[Records from a data collection]
<<<<

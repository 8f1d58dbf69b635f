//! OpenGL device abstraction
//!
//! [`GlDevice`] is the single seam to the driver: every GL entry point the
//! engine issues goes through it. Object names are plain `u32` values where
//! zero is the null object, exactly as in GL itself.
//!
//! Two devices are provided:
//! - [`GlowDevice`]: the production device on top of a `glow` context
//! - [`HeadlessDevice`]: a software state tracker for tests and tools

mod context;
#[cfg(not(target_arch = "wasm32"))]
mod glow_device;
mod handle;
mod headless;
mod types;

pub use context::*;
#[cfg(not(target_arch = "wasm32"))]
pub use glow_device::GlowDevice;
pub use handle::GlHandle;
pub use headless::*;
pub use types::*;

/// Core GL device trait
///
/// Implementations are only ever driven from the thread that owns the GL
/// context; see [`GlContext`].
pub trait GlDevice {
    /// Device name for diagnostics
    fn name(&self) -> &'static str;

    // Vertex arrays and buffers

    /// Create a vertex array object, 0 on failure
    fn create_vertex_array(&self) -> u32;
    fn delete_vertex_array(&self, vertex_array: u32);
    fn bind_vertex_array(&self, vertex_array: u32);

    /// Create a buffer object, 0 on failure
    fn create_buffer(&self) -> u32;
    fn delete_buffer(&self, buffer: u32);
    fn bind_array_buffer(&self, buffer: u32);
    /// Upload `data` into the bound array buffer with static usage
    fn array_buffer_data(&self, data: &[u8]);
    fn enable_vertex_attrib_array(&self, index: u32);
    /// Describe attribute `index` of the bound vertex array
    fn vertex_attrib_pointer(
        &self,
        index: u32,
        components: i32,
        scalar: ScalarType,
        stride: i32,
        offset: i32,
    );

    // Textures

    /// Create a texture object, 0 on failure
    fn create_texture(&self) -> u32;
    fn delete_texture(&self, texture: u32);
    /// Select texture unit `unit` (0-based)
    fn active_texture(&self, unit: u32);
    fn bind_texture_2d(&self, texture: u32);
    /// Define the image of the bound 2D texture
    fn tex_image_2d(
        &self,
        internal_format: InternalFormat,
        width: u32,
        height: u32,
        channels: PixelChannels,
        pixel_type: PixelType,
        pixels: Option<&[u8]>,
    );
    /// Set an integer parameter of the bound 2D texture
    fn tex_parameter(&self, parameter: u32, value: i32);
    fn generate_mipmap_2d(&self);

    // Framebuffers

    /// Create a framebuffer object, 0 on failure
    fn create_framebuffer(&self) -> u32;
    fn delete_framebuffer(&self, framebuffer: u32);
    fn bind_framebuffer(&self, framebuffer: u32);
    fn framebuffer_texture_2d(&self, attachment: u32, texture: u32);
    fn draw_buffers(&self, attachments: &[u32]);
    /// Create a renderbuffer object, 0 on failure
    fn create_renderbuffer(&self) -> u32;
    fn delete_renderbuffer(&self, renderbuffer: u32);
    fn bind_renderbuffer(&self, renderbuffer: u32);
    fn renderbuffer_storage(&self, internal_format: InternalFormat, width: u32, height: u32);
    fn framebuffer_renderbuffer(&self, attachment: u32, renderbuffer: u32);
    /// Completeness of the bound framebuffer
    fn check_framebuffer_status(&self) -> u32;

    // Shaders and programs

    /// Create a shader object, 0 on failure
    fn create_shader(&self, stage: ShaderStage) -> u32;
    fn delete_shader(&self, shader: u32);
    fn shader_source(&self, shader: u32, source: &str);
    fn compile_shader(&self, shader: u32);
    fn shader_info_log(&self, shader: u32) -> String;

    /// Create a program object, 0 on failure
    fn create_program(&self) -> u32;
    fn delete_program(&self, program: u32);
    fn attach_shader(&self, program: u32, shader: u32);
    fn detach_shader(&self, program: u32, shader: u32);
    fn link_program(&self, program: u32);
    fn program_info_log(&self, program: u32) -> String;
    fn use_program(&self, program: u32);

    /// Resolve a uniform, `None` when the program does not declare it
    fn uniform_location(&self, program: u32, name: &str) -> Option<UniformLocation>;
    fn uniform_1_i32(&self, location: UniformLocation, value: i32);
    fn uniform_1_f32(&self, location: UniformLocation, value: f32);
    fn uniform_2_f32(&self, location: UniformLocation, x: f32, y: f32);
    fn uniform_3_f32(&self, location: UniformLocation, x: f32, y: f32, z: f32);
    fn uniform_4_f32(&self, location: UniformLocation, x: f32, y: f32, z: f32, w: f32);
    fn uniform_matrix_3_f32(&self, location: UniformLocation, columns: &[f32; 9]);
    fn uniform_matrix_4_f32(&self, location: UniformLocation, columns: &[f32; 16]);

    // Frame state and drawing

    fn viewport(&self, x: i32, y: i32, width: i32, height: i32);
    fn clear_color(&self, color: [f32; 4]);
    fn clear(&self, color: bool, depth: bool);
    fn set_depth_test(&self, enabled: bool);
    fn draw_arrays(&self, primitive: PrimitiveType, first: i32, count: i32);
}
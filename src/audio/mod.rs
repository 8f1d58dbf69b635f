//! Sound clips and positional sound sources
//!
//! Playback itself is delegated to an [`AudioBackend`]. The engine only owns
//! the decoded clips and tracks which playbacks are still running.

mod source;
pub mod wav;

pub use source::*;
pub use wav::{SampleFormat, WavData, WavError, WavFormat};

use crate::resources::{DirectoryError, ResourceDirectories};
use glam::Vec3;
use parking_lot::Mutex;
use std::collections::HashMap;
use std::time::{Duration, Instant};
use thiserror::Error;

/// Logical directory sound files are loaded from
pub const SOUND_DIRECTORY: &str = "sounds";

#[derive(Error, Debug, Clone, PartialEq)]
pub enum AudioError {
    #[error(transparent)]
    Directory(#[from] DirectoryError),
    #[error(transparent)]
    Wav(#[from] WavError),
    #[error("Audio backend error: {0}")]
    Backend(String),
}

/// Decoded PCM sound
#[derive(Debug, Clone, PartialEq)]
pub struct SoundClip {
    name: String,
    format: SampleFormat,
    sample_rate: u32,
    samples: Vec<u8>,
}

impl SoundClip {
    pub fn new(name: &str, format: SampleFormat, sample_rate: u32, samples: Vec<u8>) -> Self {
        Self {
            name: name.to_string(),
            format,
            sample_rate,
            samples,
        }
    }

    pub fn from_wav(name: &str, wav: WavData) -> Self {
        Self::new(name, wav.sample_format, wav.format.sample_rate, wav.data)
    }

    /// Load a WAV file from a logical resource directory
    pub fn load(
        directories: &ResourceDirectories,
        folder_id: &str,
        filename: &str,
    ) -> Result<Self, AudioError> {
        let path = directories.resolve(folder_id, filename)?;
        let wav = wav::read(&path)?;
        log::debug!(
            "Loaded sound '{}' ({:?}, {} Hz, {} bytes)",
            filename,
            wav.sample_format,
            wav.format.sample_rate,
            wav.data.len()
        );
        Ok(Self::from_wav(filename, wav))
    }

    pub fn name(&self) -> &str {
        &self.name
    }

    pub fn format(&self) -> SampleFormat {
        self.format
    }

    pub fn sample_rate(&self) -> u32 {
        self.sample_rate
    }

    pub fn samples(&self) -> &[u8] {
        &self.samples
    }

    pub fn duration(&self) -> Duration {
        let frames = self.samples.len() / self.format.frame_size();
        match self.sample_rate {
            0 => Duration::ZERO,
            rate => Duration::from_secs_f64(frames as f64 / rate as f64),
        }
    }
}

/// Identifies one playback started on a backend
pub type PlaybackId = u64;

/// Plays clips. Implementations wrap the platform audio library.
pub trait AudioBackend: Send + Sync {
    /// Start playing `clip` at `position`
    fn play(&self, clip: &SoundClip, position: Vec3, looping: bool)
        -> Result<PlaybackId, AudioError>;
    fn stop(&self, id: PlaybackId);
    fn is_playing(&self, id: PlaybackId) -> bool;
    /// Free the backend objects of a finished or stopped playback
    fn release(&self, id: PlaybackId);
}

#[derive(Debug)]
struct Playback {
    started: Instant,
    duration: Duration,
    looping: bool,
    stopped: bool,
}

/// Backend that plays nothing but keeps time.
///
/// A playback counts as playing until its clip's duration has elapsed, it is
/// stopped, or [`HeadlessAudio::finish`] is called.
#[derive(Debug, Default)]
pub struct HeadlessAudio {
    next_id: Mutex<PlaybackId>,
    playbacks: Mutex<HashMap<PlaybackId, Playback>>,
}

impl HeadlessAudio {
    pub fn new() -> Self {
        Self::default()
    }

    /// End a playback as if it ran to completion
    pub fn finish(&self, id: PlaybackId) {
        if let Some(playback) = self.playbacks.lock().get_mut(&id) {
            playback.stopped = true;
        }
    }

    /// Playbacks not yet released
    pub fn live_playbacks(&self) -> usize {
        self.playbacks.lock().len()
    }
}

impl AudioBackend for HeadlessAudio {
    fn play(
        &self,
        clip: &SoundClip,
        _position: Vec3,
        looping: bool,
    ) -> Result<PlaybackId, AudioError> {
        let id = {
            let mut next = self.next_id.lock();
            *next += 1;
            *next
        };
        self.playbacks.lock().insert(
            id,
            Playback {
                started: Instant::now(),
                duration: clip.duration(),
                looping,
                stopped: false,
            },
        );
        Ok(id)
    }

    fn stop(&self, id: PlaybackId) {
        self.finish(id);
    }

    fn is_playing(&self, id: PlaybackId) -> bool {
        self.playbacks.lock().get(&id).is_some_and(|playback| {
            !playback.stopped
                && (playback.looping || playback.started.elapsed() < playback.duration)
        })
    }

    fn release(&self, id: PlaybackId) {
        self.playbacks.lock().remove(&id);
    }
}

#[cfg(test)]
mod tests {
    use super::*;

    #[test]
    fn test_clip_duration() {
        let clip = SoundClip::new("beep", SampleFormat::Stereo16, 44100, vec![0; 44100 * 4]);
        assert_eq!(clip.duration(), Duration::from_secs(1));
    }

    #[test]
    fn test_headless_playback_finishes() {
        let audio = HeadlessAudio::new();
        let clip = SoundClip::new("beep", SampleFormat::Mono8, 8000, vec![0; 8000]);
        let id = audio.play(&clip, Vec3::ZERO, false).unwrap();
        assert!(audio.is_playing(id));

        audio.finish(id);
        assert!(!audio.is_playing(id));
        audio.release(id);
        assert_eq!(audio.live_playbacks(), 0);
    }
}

>>>>

When a line of the records holds the word "Option", copy that line.

● **EXERCISE RESULT**
        pixels: Option<&[u8]>,
    fn uniform_location(&self, program: u32, name: &str) -> Option<UniformLocation>;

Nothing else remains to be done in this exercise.